The Twin Cities American Guild of Organists chapter hosted the AGO National Convention in 1980. The program committee had come up with some tasty bits — premieres of works commissioned from Dominick Argento, Alberto Ginastera, Conrad Susa, Calvin Hampton, Richard Hillert, Robert Ward, Donald Erb and Gerald Near. And the Choir of St. Paul’s Cathedral, London, would be making its first visit to the United States. What was not to like?
I was still Minnesota Public Radio’s music director back in those days (1968-1993) and thought it would be a keen idea to record as much of that convention week as was possible (and affordable), rounded up a team of MPR recording engineers and did the deed. Some programs were broadcast during the week (the concert of the St. Paul’s Cathedral Choir, at our Cathedral of St. Paul, aired nationally via satellite, and the grand finale event conducted by Philip Brunelle that included Leoš Janáček’s Glagolitic Mass and Hector Berlioz’s Te Deum went live to the statewide MPR system), but the rest remained in a stack of analog tape reels, awaiting a plan.
Although I had been producing The Organ Program on Sunday nights since early 1970, the convention materials seemed “good enough for prime time.” In addition, in lieu of the former labor-intensive mailings of multiple mass-duplicated analog recordings, the then-new NPR satellite distribution system made the sharing of syndicated concert productions much more convenient.
I approached my boss, MPR program director Nicholas D. Nash, with the idea of a limited series of nationally distributed concert programs drawn primarily from the 1980 convention. He liked the idea and asked what I would call the programs. Having not thought that far ahead — and realizing that the AGO National Biennial Convention Concert Series did not have much pizzazz nor make a good acronym — I was (oddly) at a loss for words. Nick, with just a moment’s pause, suggested “Why don’t we call your program Pipedreams?” Why not? And to make up for the fact that I was coming to him with a necessary expense several months after the official fiscal-year budget had been approved, Nick called his brother-in-law. Happily, Mr. and Mrs. Wesley C. Dudley (Cinda and Wes) agreed to help out. More on that in a few paragraphs.
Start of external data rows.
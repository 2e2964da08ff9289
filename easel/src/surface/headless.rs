use super::factory::WindowFactory;
use super::geometry::Resize;
use super::{
    NativeHandle, RendererKind, SizeProvider, Surface, SurfaceCore,
    SurfaceTarget, warn_unsupported,
};
use crate::error::SurfaceError;
use crate::framework::config::SurfaceConfig;

type Builder<T> = Box<dyn FnOnce(&Resize) -> Result<T, String> + Send>;

/// No window and no GPU: the pacer drives an arbitrary frame target. The
/// target is built once the sketch size is known.
pub struct HeadlessSurface<T: SurfaceTarget> {
    core: SurfaceCore<T>,
    builder: Option<Builder<T>>,
}

impl<T: SurfaceTarget> HeadlessSurface<T> {
    pub fn new<F>(config: SurfaceConfig, builder: F) -> Self
    where
        F: FnOnce(&Resize) -> Result<T, String> + Send + 'static,
    {
        Self {
            core: SurfaceCore::new(config),
            builder: Some(Box::new(builder)),
        }
    }

    /// Uses an existing target, resized to the sketch size on init.
    pub fn with_target(config: SurfaceConfig, target: T) -> Self {
        Self::new(config, move |resize| {
            let mut target = target;
            target.resize(resize);
            Ok(target)
        })
    }
}

impl<T: SurfaceTarget> Surface for HeadlessSurface<T> {
    type Target = T;

    fn core(&self) -> &SurfaceCore<T> {
        &self.core
    }

    fn core_mut(&mut self) -> &mut SurfaceCore<T> {
        &mut self.core
    }

    fn kind(&self) -> RendererKind {
        RendererKind::Headless
    }

    fn init_offscreen(
        &mut self,
        size: &dyn SizeProvider,
    ) -> Result<(), SurfaceError> {
        let builder = self.builder.take().ok_or_else(|| {
            SurfaceError::Context("surface is already initialized".to_string())
        })?;

        let resize = self.core.prepare(size);
        let target = builder(&resize).map_err(SurfaceError::Context)?;
        self.core.bind(target);
        Ok(())
    }

    fn init_onscreen(
        &mut self,
        _size: &dyn SizeProvider,
        _factory: &dyn WindowFactory,
    ) -> Result<(), SurfaceError> {
        Err(warn_unsupported("onscreen rendering"))
    }

    fn native_handle(&self) -> NativeHandle {
        NativeHandle::None
    }
}

#[cfg(test)]
mod tests {
    use std::sync::Arc;
    use std::sync::atomic::{AtomicU32, Ordering};

    use super::*;
    use crate::error::FrameError;
    use crate::runtime::pacer::FrameTarget;

    #[derive(Default)]
    struct Recorder {
        physical: [u32; 2],
        resizes: Arc<AtomicU32>,
    }

    impl FrameTarget for Recorder {
        fn produce_frame(&mut self) -> Result<(), FrameError> {
            Ok(())
        }
    }

    impl SurfaceTarget for Recorder {
        fn resize(&mut self, resize: &Resize) {
            self.physical = resize.physical;
            self.resizes.fetch_add(1, Ordering::SeqCst);
        }
    }

    #[test]
    fn init_offscreen_builds_target_at_sketch_size() {
        let config = SurfaceConfig {
            pixel_density: 2,
            ..SurfaceConfig::new(40, 30)
        };
        let mut surface =
            HeadlessSurface::with_target(config.clone(), Recorder::default());

        surface.init_offscreen(&config).unwrap();

        let physical = surface.render(|target| target.physical).unwrap();
        assert_eq!(physical, [80, 60]);
        assert_eq!(surface.pixel_scale(), 2.0);
    }

    #[test]
    fn second_init_is_rejected() {
        let config = SurfaceConfig::new(10, 10);
        let mut surface =
            HeadlessSurface::with_target(config.clone(), Recorder::default());

        surface.init_offscreen(&config).unwrap();
        assert!(surface.init_offscreen(&config).is_err());
    }

    #[test]
    fn set_size_reaches_the_bound_target() {
        let config = SurfaceConfig::new(10, 10);
        let resizes = Arc::new(AtomicU32::new(0));
        let target = Recorder {
            physical: [0, 0],
            resizes: resizes.clone(),
        };
        let mut surface = HeadlessSurface::with_target(config.clone(), target);
        surface.init_offscreen(&config).unwrap();
        let before = resizes.load(Ordering::SeqCst);

        assert!(surface.set_size(25, 0).unwrap());
        assert!(!surface.set_size(25, 1).unwrap());

        let physical = surface.render(|target| target.physical).unwrap();
        assert_eq!(physical, [25, 1]);
        assert_eq!(resizes.load(Ordering::SeqCst), before + 1);
    }

    #[test]
    fn native_handle_is_empty() {
        let surface = HeadlessSurface::with_target(
            SurfaceConfig::default(),
            Recorder::default(),
        );
        assert!(matches!(surface.native_handle(), NativeHandle::None));
        assert_eq!(surface.kind(), RendererKind::Headless);
    }
}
(Note: Nick also came up with the idea that MPR ought to become the distributor of A Festival of Nine Lessons and Carols, which at the time was heard pretty much everywhere else in the world except in the United States. He cold-called the BBC with an inquiry, and history was made on Christmas Eve 1979.)
Having a 3-foot tall stack of good analog tape concert recordings in hand is just the beginning of the process of making syndication-worthy programs. Enhancing those concert programs with artist interviews required additional time and travel. As a result, the first Pipedreams program did not reach the air until January 1982, and the national offering contained only 14 shows. While a sufficient number of other stations had elected to broadcast Pipedreams, enough to consider the venture a success, there was no thought of doing more. And after our regional broadcasts of this material on Sunday evenings, MPR’s schedule reverted to local-only broadcasts of The Organ Program.
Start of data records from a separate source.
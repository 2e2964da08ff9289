use super::accelerated::open_onscreen;
use super::factory::{WindowFactory, create_instance};
use super::geometry::Resize;
use super::{
    NativeHandle, RendererKind, SizeProvider, Surface, SurfaceCore,
    SurfaceTarget,
};
use crate::error::{FrameError, SurfaceError};
use crate::framework::config::SurfaceConfig;
use crate::render::capture::Capture;
use crate::render::context::RenderContext;
use crate::render::raster::{
    PixelBuffer, RasterBridge, RasterRenderer, RasterTarget,
};
use crate::runtime::pacer::FrameTarget;

/// The context of a software surface. Onscreen, the pixel buffer is
/// presented through a GPU blit; offscreen, nothing leaves the CPU.
pub enum RasterContext<R: RasterRenderer> {
    Presented(RenderContext<RasterBridge<R>>),
    Cpu(RasterTarget<R>),
}

impl<R: RasterRenderer> RasterContext<R> {
    fn raster(&self) -> &RasterTarget<R> {
        match self {
            RasterContext::Presented(context) => context.renderer().raster(),
            RasterContext::Cpu(target) => target,
        }
    }

    fn raster_mut(&mut self) -> &mut RasterTarget<R> {
        match self {
            RasterContext::Presented(context) => {
                context.renderer_mut().raster_mut()
            }
            RasterContext::Cpu(target) => target,
        }
    }

    pub fn canvas(&self) -> &PixelBuffer {
        self.raster().canvas()
    }

    pub fn renderer(&self) -> &R {
        self.raster().renderer()
    }

    pub fn renderer_mut(&mut self) -> &mut R {
        self.raster_mut().renderer_mut()
    }

    pub fn frame_count(&self) -> u64 {
        self.raster().frame_count()
    }

    pub fn read_pixels(&self) -> Capture {
        self.raster().read_pixels()
    }
}

impl<R: RasterRenderer> FrameTarget for RasterContext<R> {
    fn produce_frame(&mut self) -> Result<(), FrameError> {
        match self {
            RasterContext::Presented(context) => context.produce_frame(),
            RasterContext::Cpu(target) => target.produce_frame(),
        }
    }
}

impl<R: RasterRenderer> SurfaceTarget for RasterContext<R> {
    fn resize(&mut self, resize: &Resize) {
        match self {
            RasterContext::Presented(context) => context.resize(resize),
            RasterContext::Cpu(target) => {
                target.resize_canvas(resize.physical, resize.scale)
            }
        }
    }
}

/// Software surface: a [`RasterRenderer`] draws into a CPU pixel buffer.
pub struct RasterSurface<R: RasterRenderer> {
    core: SurfaceCore<RasterContext<R>>,
    renderer: Option<R>,
}

impl<R: RasterRenderer> RasterSurface<R> {
    pub fn new(config: SurfaceConfig, renderer: R) -> Self {
        Self {
            core: SurfaceCore::new(config),
            renderer: Some(renderer),
        }
    }

    /// Copies the current pixel buffer. Works onscreen too, since the
    /// buffer is the source of every presented frame.
    pub fn read_pixels(&self) -> Result<Capture, SurfaceError> {
        self.render(|context| context.read_pixels())
    }

    fn take_renderer(&mut self) -> Result<R, SurfaceError> {
        self.renderer.take().ok_or_else(|| {
            SurfaceError::Context(
                "renderer is already bound to a context".to_string(),
            )
        })
    }
}

impl<R: RasterRenderer> Surface for RasterSurface<R> {
    type Target = RasterContext<R>;

    fn core(&self) -> &SurfaceCore<Self::Target> {
        &self.core
    }

    fn core_mut(&mut self) -> &mut SurfaceCore<Self::Target> {
        &mut self.core
    }

    fn kind(&self) -> RendererKind {
        RendererKind::Software
    }

    fn init_offscreen(
        &mut self,
        size: &dyn SizeProvider,
    ) -> Result<(), SurfaceError> {
        let renderer = self.take_renderer()?;
        let resize = self.core.prepare(size);
        let [width, height] = resize.physical;
        let target = RasterTarget::new(renderer, width, height, resize.scale);

        self.core.bind(RasterContext::Cpu(target));
        Ok(())
    }

    fn init_onscreen(
        &mut self,
        size: &dyn SizeProvider,
        factory: &dyn WindowFactory,
    ) -> Result<(), SurfaceError> {
        let renderer = self.take_renderer()?;
        let instance = create_instance();
        let context = open_onscreen(
            &mut self.core,
            &instance,
            size,
            factory,
            RasterBridge::new(renderer),
        )?;

        self.core.present(RasterContext::Presented(context))
    }

    fn native_handle(&self) -> NativeHandle {
        match self.core.window() {
            Some(window) => NativeHandle::Window(window.clone()),
            None => NativeHandle::None,
        }
    }
}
However, wheels had begun to turn. By the time of the last broadcast in that first limited series of Pipedreams programs, the next AGO National Convention, to be held in our nation’s capital, was just around the corner. Although the AGO had not received any similar national media attention before Pipedreams, it seemed that neither NPR nor the two classical music stations in Washington, D.C., had any interest in getting involved. Since fools jump in where angels have other thoughts, I volunteered to explore the possibilities. With the help of audio guru Curt Witting and Skip Pizzi, one of Curt’s D.C.-based colleagues, we did the deed in summer 1982. I recall that, following a torrential evening downpour, vapor clouds graced the nave of the National Cathedral as we set up for the opening convocation!
Again, I took some time to gather the necessary additional materials, but the notion that — with AGO biennial conventions, access to recitals through MPR’s new affiliation with the European Broadcasting Union, my own ongoing regional recording activity, and the never-ending flow of recently released domestic and imported commercial albums (on LPs back then) — it would not be impossible to provide content for an ongoing nationally syndicated weekly program. As a result, we revived Pipedreams in October 1983 and have been going at it ever since.
Happily, 40 years. Who would have thought?